* [Task requirements]: Sort through the data and copy the lines holding the word "FullNegotiation".

* [Records provided]:
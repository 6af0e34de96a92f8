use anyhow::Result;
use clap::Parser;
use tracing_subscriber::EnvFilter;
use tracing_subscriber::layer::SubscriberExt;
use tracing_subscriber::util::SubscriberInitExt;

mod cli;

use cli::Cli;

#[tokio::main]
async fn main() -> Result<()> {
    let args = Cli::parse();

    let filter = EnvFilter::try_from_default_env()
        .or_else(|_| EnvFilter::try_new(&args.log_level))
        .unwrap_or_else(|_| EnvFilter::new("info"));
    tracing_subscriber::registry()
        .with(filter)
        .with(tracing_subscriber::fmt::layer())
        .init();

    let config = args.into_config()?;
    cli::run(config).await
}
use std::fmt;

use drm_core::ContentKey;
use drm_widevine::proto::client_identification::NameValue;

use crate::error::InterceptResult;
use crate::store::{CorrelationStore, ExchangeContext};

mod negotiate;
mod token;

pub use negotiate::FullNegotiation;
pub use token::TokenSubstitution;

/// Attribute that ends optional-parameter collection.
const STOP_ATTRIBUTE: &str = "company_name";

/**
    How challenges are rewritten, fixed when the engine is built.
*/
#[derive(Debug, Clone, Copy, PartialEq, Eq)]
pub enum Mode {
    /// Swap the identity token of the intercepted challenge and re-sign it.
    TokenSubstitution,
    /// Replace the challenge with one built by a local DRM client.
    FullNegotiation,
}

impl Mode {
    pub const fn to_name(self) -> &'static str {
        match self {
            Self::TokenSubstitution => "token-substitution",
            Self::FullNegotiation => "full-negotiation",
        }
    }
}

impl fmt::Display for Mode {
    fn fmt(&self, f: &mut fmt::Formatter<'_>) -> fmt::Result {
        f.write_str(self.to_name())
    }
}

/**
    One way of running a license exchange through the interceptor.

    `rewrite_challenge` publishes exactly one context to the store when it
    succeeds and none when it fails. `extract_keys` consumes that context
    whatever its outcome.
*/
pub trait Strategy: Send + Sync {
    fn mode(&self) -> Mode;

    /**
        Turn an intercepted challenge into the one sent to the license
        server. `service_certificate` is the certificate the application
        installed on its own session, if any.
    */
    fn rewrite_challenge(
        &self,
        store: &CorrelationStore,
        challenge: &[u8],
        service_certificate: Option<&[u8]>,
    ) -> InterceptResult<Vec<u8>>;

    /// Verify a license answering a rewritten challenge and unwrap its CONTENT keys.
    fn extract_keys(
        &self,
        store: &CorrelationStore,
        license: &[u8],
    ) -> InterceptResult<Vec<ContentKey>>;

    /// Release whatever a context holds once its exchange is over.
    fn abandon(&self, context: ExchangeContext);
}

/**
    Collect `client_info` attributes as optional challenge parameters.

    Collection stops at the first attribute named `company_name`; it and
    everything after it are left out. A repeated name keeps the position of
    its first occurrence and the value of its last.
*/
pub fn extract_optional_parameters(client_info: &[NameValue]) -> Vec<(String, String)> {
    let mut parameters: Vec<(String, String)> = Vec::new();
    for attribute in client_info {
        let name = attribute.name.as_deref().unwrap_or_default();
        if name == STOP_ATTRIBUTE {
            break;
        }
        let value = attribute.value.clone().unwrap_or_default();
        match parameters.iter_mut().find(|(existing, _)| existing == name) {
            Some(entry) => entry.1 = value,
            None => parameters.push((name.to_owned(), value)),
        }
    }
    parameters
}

* [Your response]:
pub use negotiate::FullNegotiation;
    FullNegotiation,
            Self::FullNegotiation => "full-negotiation",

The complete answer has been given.